I recall how awestruck I felt when I reached the front of the line and stood in front of this British author. There wasn't time for conversation: Maybe another hundred people waited behind us. Briskly, in our practiced rhythm, Dave and I opened each lovely hardcover book to the title page for this author's bold signature, then the next, and the next, as one of us put away signed copies and the other lifted more books to the table.
In minutes, it was over; I felt breathless, truly amazed that life could include such a moment.
Historical mystery author author Charles Fergus, however, made much different use of his time with Anne Perry. I love his story of that moment and its lasting legacy in his writing. Here you are (the original is published on his blog, https://charlesfergus.com/blog-posts):
Anne Perry, who died recently at age 84, wrote dozens of popular mysteries set in Victorian-era England. According to her website, more than 26 million copies of her novels have been sold since the first one was published in 1979.
Perry wrote 32 William and Charlotte Pitt mysteries; they feature a police officer in late 19th-century London and his wife, an unconventional aristocrat. Perry also wrote a 24-book series about a detective named William Monk, who loses his memory after a carriage crash, and Hester Latterly, a former Crimean War nurse who ultimately becomes William’s wife and helps him adjust to his brain injury and solve crimes.

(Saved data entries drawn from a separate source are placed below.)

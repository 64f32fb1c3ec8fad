//! Wires a single SPI peripheral, shared by all 32 sensors, to
//! [`imu_core::bus::SensorBus`].
//!
//! Thirty-two individual chip-select GPIOs don't fit on a Teensy 4's
//! header, so the board selects one of the 32 sensors at a time through
//! a pair of cascaded 3-to-8 decoders (74HC238) driven by five GPIO
//! address lines, mirroring how `esc-imxrt1062` multiplexes PWM outputs
//! across a small, fixed GPIO budget.

use embedded_hal::blocking::spi::Transfer;
use embedded_hal::digital::v2::OutputPin;

use imu_core::bus::SensorBus;

/// Five GPIO lines driving the cascaded 3-to-8 decoders that select one
/// of 32 sensors' chip-select line. Bit 4 enables the second decoder
/// bank (sensors 16-31); bits 0-3 select within whichever bank is
/// enabled (unused bit ignored by the unselected bank).
pub trait AddressLines {
    type Error;
    fn set_address(&mut self, sensor: usize) -> Result<(), Self::Error>;
    fn disable(&mut self) -> Result<(), Self::Error>;
}

#[derive(Debug)]
pub enum Error<S, A> {
    Spi(S),
    Address(A),
}

/// `SensorBus` over one shared SPI peripheral and a decoder-driven
/// chip-select address bus.
pub struct SpiSensorBus<SPI, ADDR> {
    spi: SPI,
    addr: ADDR,
}

impl<SPI, ADDR> SpiSensorBus<SPI, ADDR> {
    pub fn new(spi: SPI, addr: ADDR) -> Self {
        SpiSensorBus { spi, addr }
    }
}

impl<SPI, ADDR> SensorBus for SpiSensorBus<SPI, ADDR>
where
    SPI: Transfer<u8>,
    ADDR: AddressLines,
{
    type Error = Error<SPI::Error, ADDR::Error>;

    fn read_byte(&mut self, sensor: usize, reg: u8) -> Result<u8, Self::Error> {
        self.addr.set_address(sensor).map_err(Error::Address)?;
        let mut buf = [reg | 0x80, 0];
        self.spi.transfer(&mut buf).map_err(Error::Spi)?;
        self.addr.disable().map_err(Error::Address)?;
        Ok(buf[1])
    }

    fn burst_begin(&mut self, sensor: usize, reg: u8) -> Result<(), Self::Error> {
        self.addr.set_address(sensor).map_err(Error::Address)?;
        let mut buf = [reg | 0x80];
        self.spi.transfer(&mut buf).map_err(Error::Spi)?;
        Ok(())
    }

    fn burst_read_u16(&mut self) -> Result<u16, Self::Error> {
        let mut buf = [0u8, 0u8];
        self.spi.transfer(&mut buf).map_err(Error::Spi)?;
        Ok(((buf[0] as u16) << 8) | buf[1] as u16)
    }

    fn burst_end(&mut self, _sensor: usize) -> Result<(), Self::Error> {
        self.addr.disable().map_err(Error::Address)
    }

    fn write_byte(&mut self, sensor: usize, reg: u8, data: u8) -> Result<(), Self::Error> {
        self.addr.set_address(sensor).map_err(Error::Address)?;
        let mut buf = [reg, data];
        self.spi.transfer(&mut buf).map_err(Error::Spi)?;
        self.addr.disable().map_err(Error::Address)
    }
}

/// Five discrete GPIOs driving the decoder banks directly, for boards
/// without a dedicated address latch.
pub struct GpioAddressLines<P0, P1, P2, P3, EN> {
    pub a0: P0,
    pub a1: P1,
    pub a2: P2,
    pub bank_select: P3,
    pub enable: EN,
}

impl<P0, P1, P2, P3, EN, E> AddressLines for GpioAddressLines<P0, P1, P2, P3, EN>
where
    P0: OutputPin<Error = E>,
    P1: OutputPin<Error = E>,
    P2: OutputPin<Error = E>,
    P3: OutputPin<Error = E>,
    EN: OutputPin<Error = E>,
{
    type Error = E;

    fn set_address(&mut self, sensor: usize) -> Result<(), E> {
        let within_bank = sensor & 0x7;
        set_bit(&mut self.a0, within_bank & 0b001 != 0)?;
        set_bit(&mut self.a1, within_bank & 0b010 != 0)?;
        set_bit(&mut self.a2, within_bank & 0b100 != 0)?;
        set_bit(&mut self.bank_select, sensor & 0x10 != 0)?;
        self.enable.set_low()
    }

    fn disable(&mut self) -> Result<(), E> {
        self.enable.set_high()
    }
}

fn set_bit<P: OutputPin>(pin: &mut P, high: bool) -> Result<(), P::Error> {
    if high {
        pin.set_high()
    } else {
        pin.set_low()
    }
}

I met Anne Perry in 2013 at a conference of the Historical Novel Society, which was held in an old hotel in St. Petersburg, Florida. I had completed a manuscript for the first Gideon Stoltz mystery, A Stranger Here Below, and was looking for a literary agent. I’d also signed up for a course on how to craft effective pitches – both a longish description of a novel, and a shorter one, sometimes called an “elevator pitch” from the notion that you can deliver this near-breathless summary during a brief elevator ride.

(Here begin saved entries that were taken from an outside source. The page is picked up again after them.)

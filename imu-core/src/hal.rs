//! External collaborator traits that don't have a natural home in
//! [`crate::bus`] or [`crate::framer`]: the tick source driving
//! acquisition, the boot-time delay, and the optional debug text sink.
//! Concrete implementations live in the firmware binary, wrapping
//! whatever peripheral timer/UART the board exposes.

/// Starts and stops the periodic acquisition timer. The timer's period
/// is a board/clock-configuration concern outside this crate; once
/// started it is expected to fire [`crate::context::CoreContext::on_tick`]
/// from an interrupt context at `SAMPLE_RATE_HZ`.
pub trait TickSource {
    fn start(&mut self);
    fn stop(&mut self);
}

/// A free-running millisecond delay, used only by
/// [`crate::sensors::SensorArrayManager::boot`] between identity-handshake
/// attempts.
pub trait DelaySource {
    fn delay_ms(&mut self, ms: u8);
}

/// Optional diagnostic text sink used only during init; its content is
/// not part of any external contract.
pub trait DebugSink {
    fn write_str(&mut self, s: &str);
}

/// A [`DebugSink`] that discards everything, for boards (or tests) with
/// no debug console wired up.
pub struct NullDebugSink;

impl DebugSink for NullDebugSink {
    fn write_str(&mut self, _s: &str) {}
}
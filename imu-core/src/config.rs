//! Compile-time constants for the sensor array.
//!
//! These mirror the `#define`s in the original firmware's `main.h` /
//! `imu.h` / `registers.h`: fixed sizes that a real deployment would tune
//! per-board, kept here as `pub const` rather than scattered through the
//! modules that use them.

/// Number of MEMS sensors sharing the bus.
pub const NUM_SENSORS: usize = 32;

/// Capacity of the acquisition ring (in raw frames).
pub const RING_CAPACITY: usize = 100;

/// Number of bytes in the register plane.
pub const REGISTER_COUNT: usize = 220;

/// Number of bytes in the SD data window.
pub const SD_DATA_COUNT: usize = 128;

/// Default tick sampling rate, in Hz. Must evenly divide the output divider.
pub const SAMPLE_RATE_HZ: u32 = 200;

/// 7-bit slave address the register plane answers to.
pub const SLAVE_ADDRESS: u8 = 0x30;

/// Attempts made identifying a sensor at boot before giving up on it.
pub const WHO_AM_I_ATTEMPTS: u8 = 10;

/// Accepted `WHO_AM_I` replies. Real silicon answers `0xAF` or `0xAE`
/// depending on die revision.
pub const VALID_WHO_AM_I: [u8; 2] = [0xAF, 0xAE];

/// Minimum legal value for the output divider; the register plane
/// substitutes [`OUTPUT_DIVIDER_DEFAULT`] for anything smaller.
pub const OUTPUT_DIVIDER_MIN: u8 = 2;

/// Default output divider (streaming / bulk-log-write publication rate).
pub const OUTPUT_DIVIDER_DEFAULT: u8 = 10;

/// Accelerometer conversion factor, g per LSB at +/-2g full scale.
pub const K_ACCEL: f32 = 6.1035e-5;

/// Gyroscope conversion factor, dps per LSB at +/-250dps full scale.
pub const K_GYRO: f32 = 7.633587e-3;

/// Degrees to radians.
pub const DEG_TO_RAD: f32 = core::f32::consts::PI / 180.0;

/// Standard gravity, m/s^2.
pub const GRAVITY: f32 = 9.81;

/// Sample period, seconds.
pub fn sample_period() -> f32 {
    1.0 / (SAMPLE_RATE_HZ as f32)
}

/// Size, in bytes, of the staging buffer the log sink flushes to storage.
pub const LOG_BUFFER_SIZE: usize = 4096;

/// Raw-frame log chunk payload sizes, in bytes (COBS's 2-byte
/// code/terminator overhead is *not* included here; see
/// [`crate::cobs::ENCODED_OVERHEAD`]).
///
/// `RAW_CHUNK_1_LEN` = 4 (timestamp) + 17 sensors * 14 bytes/sensor = 242,
/// matching the original firmware's `RAW_PKT_SIZE_1` (244) minus its 2-byte
/// COBS overhead.
pub const RAW_CHUNK_1_LEN: usize = 242;
/// `RAW_CHUNK_2_LEN` = 15 sensors * 14 bytes/sensor = 210, matching
/// `RAW_PKT_SIZE_2` (212) minus COBS overhead.
pub const RAW_CHUNK_2_LEN: usize = 210;
/// Calibrated-record log chunk payload size. The original firmware's
/// `CAL_PKT_SIZE` (58) - 2 bytes of COBS overhead = 56, which is exactly
/// `dTheta(3) + dV(3) + accumV(3) + Q(4) + avgTemp(1)` as `f32`s — the
/// processed record's tick stamp, angular rate, and specific force are
/// *not* included in the logged chunk. Preserved verbatim.
pub const CAL_CHUNK_LEN: usize = 56;

/// Number of sensors carried in the first raw-frame log chunk.
pub const RAW_CHUNK_1_SENSORS: usize = 17;
/// Number of sensors carried in the second raw-frame log chunk.
pub const RAW_CHUNK_2_SENSORS: usize = NUM_SENSORS - RAW_CHUNK_1_SENSORS;

/// File name the log sink writes to / reads from on the storage root.
pub const LOG_FILE_NAME: &str = "data.txt";
//! Scalar-first unit quaternion, Hamilton product, and the small-angle
//! rotation-increment construction used by the integrator.

use libm::sqrtf;

/// A quaternion stored scalar-first (`w, x, y, z`) to match the original
/// firmware's internal layout; the register plane exposes it in `x, y, z,
/// w` order instead, so conversion happens at the register plane boundary,
/// not here.
#[derive(Debug, Clone, Copy, PartialEq)]
pub struct Quaternion {
    pub w: f32,
    pub x: f32,
    pub y: f32,
    pub z: f32,
}

impl Quaternion {
    /// The identity rotation.
    pub const IDENTITY: Quaternion = Quaternion {
        w: 1.0,
        x: 0.0,
        y: 0.0,
        z: 0.0,
    };

    /// Hamilton product `self * rhs`.
    pub fn mul(self, rhs: Quaternion) -> Quaternion {
        Quaternion {
            w: self.w * rhs.w - self.x * rhs.x - self.y * rhs.y - self.z * rhs.z,
            x: self.w * rhs.x + self.x * rhs.w + self.y * rhs.z - self.z * rhs.y,
            y: self.w * rhs.y - self.x * rhs.z + self.y * rhs.w + self.z * rhs.x,
            z: self.w * rhs.z + self.x * rhs.y - self.y * rhs.x + self.z * rhs.w,
        }
    }

    pub fn norm(self) -> f32 {
        sqrtf(self.w * self.w + self.x * self.x + self.y * self.y + self.z * self.z)
    }

    /// Normalizes in place; divides by the quaternion's own norm.
    pub fn normalize(self) -> Quaternion {
        let n = self.norm();
        Quaternion {
            w: self.w / n,
            x: self.x / n,
            y: self.y / n,
            z: self.z / n,
        }
    }

    /// Builds the small-angle rotation-increment quaternion for a Simpson
    /// integrated rotation vector `sigma`, a Taylor-series approximation of
    /// `(cos(phi/2), sin(phi/2) * axis)`.
    ///
    /// Below `phi^2 <= 1e-12` the increment is the identity rotation: this
    /// dead band is numerically fine but silently drops sub-degree-per-
    /// second rotations at high sample rates. Preserved as in the original
    /// firmware.
    pub fn small_angle_increment(sigma: [f32; 3]) -> Quaternion {
        let phi_sq = sigma[0] * sigma[0] + sigma[1] * sigma[1] + sigma[2] * sigma[2];
        if phi_sq > 1e-12 {
            let w = 1.0 - phi_sq / 8.0;
            let a = 0.5 - phi_sq / 48.0;
            Quaternion {
                w,
                x: sigma[0] * a,
                y: sigma[1] * a,
                z: sigma[2] * a,
            }
        } else {
            Quaternion::IDENTITY
        }
    }

    /// Propagates `self` by rotation increment `sigma` (a Simpson
    /// integrated body rate, in rad) and re-normalizes.
    pub fn propagate(self, sigma: [f32; 3]) -> Quaternion {
        let q1 = Quaternion::small_angle_increment(sigma);
        self.mul(q1).normalize()
    }
}

impl Default for Quaternion {
    fn default() -> Self {
        Quaternion::IDENTITY
    }
}

#[cfg(test)]
mod tests {
    use super::*;

    #[test]
    fn identity_product_is_identity() {
        let q = Quaternion::IDENTITY;
        let r = q.mul(q);
        assert_eq!(r, Quaternion::IDENTITY);
    }

    #[test]
    fn zero_rotation_leaves_quaternion_unchanged() {
        let q = Quaternion::IDENTITY;
        let q2 = q.propagate([0.0, 0.0, 0.0]);
        assert!((q2.norm() - 1.0).abs() < 1e-6);
        assert_eq!(q2, Quaternion::IDENTITY);
    }

    #[test]
    fn small_angle_dead_band() {
        // Below the threshold, sigma is small enough that phi^2 <= 1e-12.
        let tiny = [1e-7, 0.0, 0.0];
        let q1 = Quaternion::small_angle_increment(tiny);
        assert_eq!(q1, Quaternion::IDENTITY);
    }

    #[test]
    fn propagate_stays_unit_norm() {
        let mut q = Quaternion::IDENTITY;
        for _ in 0..600 {
            q = q.propagate([0.001, 0.0005, -0.0002]);
        }
        assert!((q.norm() - 1.0).abs() < 1e-6);
    }

    #[test]
    fn pure_z_rotation_quarter_turn() {
        // sigma_z small-angle sum approximating a 90 degree rotation about Z,
        // applied incrementally so each step stays in the Taylor-series regime.
        let steps = 900;
        let total = core::f32::consts::FRAC_PI_2;
        let per_step = total / steps as f32;
        let mut q = Quaternion::IDENTITY;
        for _ in 0..steps {
            q = q.propagate([0.0, 0.0, per_step]);
        }
        // Expect approximately (cos(pi/4), 0, 0, sin(pi/4))
        let expected_w = (total / 2.0).cos();
        let expected_z = (total / 2.0).sin();
        assert!((q.w - expected_w).abs() < 1e-3);
        assert!((q.z - expected_z).abs() < 1e-3);
        assert!(q.x.abs() < 1e-3);
        assert!(q.y.abs() < 1e-3);
    }
}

Perry gave the keynote speech on the conference’s first evening. The next morning when I came down to breakfast, I saw her sitting there by herself. I asked if she wanted company, expecting her to say no, but she was delighted to share the meal and some conversation.
She asked where I was from and what I was writing about. I said with a laugh that I’d just give her my brand-new elevator pitch: “In 1835 in the Pennsylvania backcountry, a young sheriff unearths disturbing links among a judge’s suicide, a trial and hanging 30 years ago, and a recent murder. To conduct his investigation, he must relive his own mother’s murder, a crime that remains unsolved.”

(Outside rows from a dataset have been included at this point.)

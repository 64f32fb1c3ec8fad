//! Raw frame data model.

use crate::config::NUM_SENSORS;

/// Index of each channel within a sensor's seven-word readout, in the
/// fixed order the bus delivers them.
pub mod channel {
    pub const AX: usize = 0;
    pub const AY: usize = 1;
    pub const AZ: usize = 2;
    pub const TEMP: usize = 3;
    pub const GX: usize = 4;
    pub const GY: usize = 5;
    pub const GZ: usize = 6;
}

/// Seven signed 16-bit words for one sensor, already re-oriented into
/// board axes.
#[derive(Debug, Clone, Copy, PartialEq, Eq, Default)]
pub struct SensorReadout {
    pub data: [i16; 7],
}

impl SensorReadout {
    pub const fn zeroed() -> Self {
        SensorReadout { data: [0; 7] }
    }
}

/// One tick's worth of raw data: a monotonic timestamp plus a readout
/// slot for every sensor index (whether or not that sensor is present —
/// absent sensors leave stale bytes the calibrator must ignore via the
/// presence bitmap).
#[derive(Debug, Clone, Copy)]
pub struct RawFrame {
    pub time_stamp: u32,
    pub sensors: [SensorReadout; NUM_SENSORS],
}

impl RawFrame {
    pub const fn zeroed() -> Self {
        RawFrame {
            time_stamp: 0,
            sensors: [SensorReadout::zeroed(); NUM_SENSORS],
        }
    }
}

impl Default for RawFrame {
    fn default() -> Self {
        Self::zeroed()
    }
}

impl RawFrame {
    /// Serializes the timestamp plus sensors `[0, split)` into `out`, 4
    /// bytes of little-endian timestamp followed by 14 bytes
    /// (7 little-endian `i16`s) per sensor, matching the original
    /// firmware's raw memcpy of `queue[k]` onto the wire.
    fn write_prefix_and_sensors(&self, split_start: usize, split_end: usize, out: &mut [u8]) {
        let mut idx = 0;
        if split_start == 0 {
            out[0..4].copy_from_slice(&self.time_stamp.to_le_bytes());
            idx = 4;
        }
        for sensor in &self.sensors[split_start..split_end] {
            for word in sensor.data.iter() {
                out[idx..idx + 2].copy_from_slice(&word.to_le_bytes());
                idx += 2;
            }
        }
    }

    /// First log chunk: timestamp (4 bytes) + sensors
    /// `[0, RAW_CHUNK_1_SENSORS)` (14 bytes each) =
    /// [`crate::config::RAW_CHUNK_1_LEN`] bytes.
    pub fn write_chunk1(&self, out: &mut [u8]) {
        debug_assert_eq!(out.len(), crate::config::RAW_CHUNK_1_LEN);
        self.write_prefix_and_sensors(0, crate::config::RAW_CHUNK_1_SENSORS, out);
    }

    /// Second log chunk: the remaining sensors
    /// `[RAW_CHUNK_1_SENSORS, NUM_SENSORS)`, [`crate::config::RAW_CHUNK_2_LEN`]
    /// bytes, with no timestamp prefix.
    pub fn write_chunk2(&self, out: &mut [u8]) {
        debug_assert_eq!(out.len(), crate::config::RAW_CHUNK_2_LEN);
        self.write_prefix_and_sensors(
            crate::config::RAW_CHUNK_1_SENSORS,
            crate::config::NUM_SENSORS,
            out,
        );
    }
}

#[cfg(test)]
mod tests {
    use super::*;
    use crate::config::{RAW_CHUNK_1_LEN, RAW_CHUNK_2_LEN};

    #[test]
    fn chunk1_starts_with_little_endian_timestamp() {
        let mut frame = RawFrame::zeroed();
        frame.time_stamp = 0x0102_0304;
        let mut out = [0u8; RAW_CHUNK_1_LEN];
        frame.write_chunk1(&mut out);
        assert_eq!(&out[0..4], &[0x04, 0x03, 0x02, 0x01]);
    }

    #[test]
    fn chunk2_has_no_timestamp_prefix() {
        let mut frame = RawFrame::zeroed();
        frame.sensors[17].data[channel::AX] = -1;
        let mut out = [0u8; RAW_CHUNK_2_LEN];
        frame.write_chunk2(&mut out);
        assert_eq!(&out[0..2], &(-1i16).to_le_bytes());
    }
}
//! Drives [`imu_core::statemachine::BusEvent`] from a UART link instead of
//! a dedicated two-wire slave peripheral.
//!
//! This board's HAL doesn't expose I2C slave mode, so the host-facing
//! register bus is carried over UART2 using a small framing protocol
//! inspired by `pwm-control`'s line parser: a handful of control bytes
//! stand in for the start condition, stop condition, and the
//! direction-tagged data bytes a real two-wire slave peripheral would
//! report from its interrupt handler.
//!
//! ```text
//! 0x02        -> BusEvent::Start
//! 0x03        -> BusEvent::Stop
//! 0x10 <byte> -> BusEvent::DataWrite(byte)
//! 0x11        -> BusEvent::DataRead (reply byte written back immediately)
//! ```

use imu_core::statemachine::{BusEvent, BusOutcome};

const STX: u8 = 0x02;
const ETX: u8 = 0x03;
const WRITE_TAG: u8 = 0x10;
const READ_TAG: u8 = 0x11;

enum State {
    Idle,
    AwaitingWriteByte,
}

/// Byte-at-a-time framer. Feed it bytes as they arrive off the UART; it
/// calls back into the core context with decoded events and, for read
/// requests, the byte to shift back out.
pub struct HostLink {
    state: State,
}

impl HostLink {
    pub const fn new() -> Self {
        HostLink {
            state: State::Idle,
        }
    }

    /// Consumes one received byte, dispatching at most one [`BusEvent`]
    /// to `on_event`. Returns the reply byte for a `DataRead` request.
    pub fn feed(&mut self, byte: u8, mut on_event: impl FnMut(BusEvent) -> BusOutcome) -> Option<u8> {
        match self.state {
            State::AwaitingWriteByte => {
                self.state = State::Idle;
                on_event(BusEvent::DataWrite(byte));
                None
            }
            State::Idle => match byte {
                STX => {
                    on_event(BusEvent::Start);
                    None
                }
                ETX => {
                    on_event(BusEvent::Stop);
                    None
                }
                WRITE_TAG => {
                    self.state = State::AwaitingWriteByte;
                    None
                }
                READ_TAG => match on_event(BusEvent::DataRead) {
                    BusOutcome::Byte(b) => Some(b),
                    BusOutcome::None => Some(0xFF),
                },
                _ => None,
            },
        }
    }
}
//! Crate-level error type.
//!
//! Mirrors the shape of `invensense_mpu::Error<P>`: generic over the bus
//! peripheral's own error type so callers don't have to unify unrelated
//! HAL errors into one enum variant.

use core::fmt::Debug;

/// Errors that can surface from the acquisition, calibration, and register
/// planes.
#[derive(Debug)]
pub enum Error<B> {
    /// The addressed sensor index is outside `[0, NUM_SENSORS)`, or is
    /// absent from the presence bitmap.
    SensorAbsent(usize),
    /// The underlying bus peripheral returned an error.
    BusFault(B),
    /// A register write addressed a byte outside `[0, REGISTER_COUNT)`.
    RegisterOutOfRange,
    /// The storage sink reported a failure.
    StorageFault,
}

impl<B> From<B> for Error<B> {
    fn from(err: B) -> Self {
        Error::BusFault(err)
    }
}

I also mentioned that one reason I’d written a murder mystery was because I had lost my own mother to a murder, and I wanted to write a story that did not trivialize the horrific, life-swerving effects that a murder leaves in its wake.
Years later, I would find out that Anne Perry had committed murder herself. In 1954, in Christchurch, New Zealand, at the age of 15, she and a pathologically close 16-year-old female friend killed the friend’s mother by bludgeoning her using a sock with half a brick in it. They somehow thought that killing the woman would prevent the friend’s parents from leaving New Zealand, which would have forced the two adolescent girls to separate.
Ms. Perry’s criminal past had been revealed in 1994 when Peter Jackson told her story in his film Heavenly Creatures, starring Kate Winslet as the confident, conniving teenager Juliet Hulme – who, after serving five years in prison, would be given a new name and ultimately would become the bestselling mystery author Anne Perry.
That morning in St. Petersburg, after hearing about my planned mystery series, Perry urged me to develop Gideon’s wife, True Burns Stoltz, into a major character. Perry said that in writing her novels, she felt that having both male and female main characters helped her examine situations, relationships, and crimes from two very different perspectives. She felt that readers liked that approach. And she said that writing from those differing viewpoints was fun.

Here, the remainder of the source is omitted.